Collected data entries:
/*
Copyright 2021 Jakub Lewandowski

This file is part of Forcing Perturbation Generator (FPG).

Forcing Perturbation Generator (FPG) is a free software: you can redistribute it and/or modify
it under the terms of the GNU General Public License as published by
the Free Software Foundation; either version 3 of the License, or
(at your option) any later version.

Forcing Perturbation Generator (FPG) is distributed in the hope that it will be useful,
but WITHOUT ANY WARRANTY; without even the implied warranty of
MERCHANTABILITY or FITNESS FOR A PARTICULAR PURPOSE. See the
GNU General Public License for more details.

You should have received a copy of the GNU General Public License
along with Forcing Perturbation Generator (FPG). If not, see https://www.gnu.org/licenses/.
*/

//! Command-line interface of the generator.

use clap::Parser;
use std::path::PathBuf;

/// Stochastic perturbations of JRA55 forcing fields.
#[derive(Parser, Debug, Clone)]
#[command(
    name = "fpg",
    version,
    about = "Generates reproducible ensemble perturbations of JRA55 forcing fields"
)]
pub struct Cli {
    /// First year for which perturbations are generated.
    #[arg(allow_negative_numbers = true)]
    pub begin_year: i32,

    /// Last year (inclusive) for which perturbations are generated.
    #[arg(allow_negative_numbers = true)]
    pub end_year: i32,

    /// Path to YAML configuration file. Built-in defaults are used when omitted.
    #[arg(short, long)]
    pub config: Option<PathBuf>,
}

§ **EXERCISE DESCRIPTION**
Look above for the line holding "use clap::Parser;". Print it and every line after it, exactly, through the line holding "pub struct Cli".

§ **FINISHED EXERCISE**
use clap::Parser;
use std::path::PathBuf;

/// Stochastic perturbations of JRA55 forcing fields.
#[derive(Parser, Debug, Clone)]
#[command(
    name = "fpg",
    version,
    about = "Generates reproducible ensemble perturbations of JRA55 forcing fields"
)]
pub struct Cli {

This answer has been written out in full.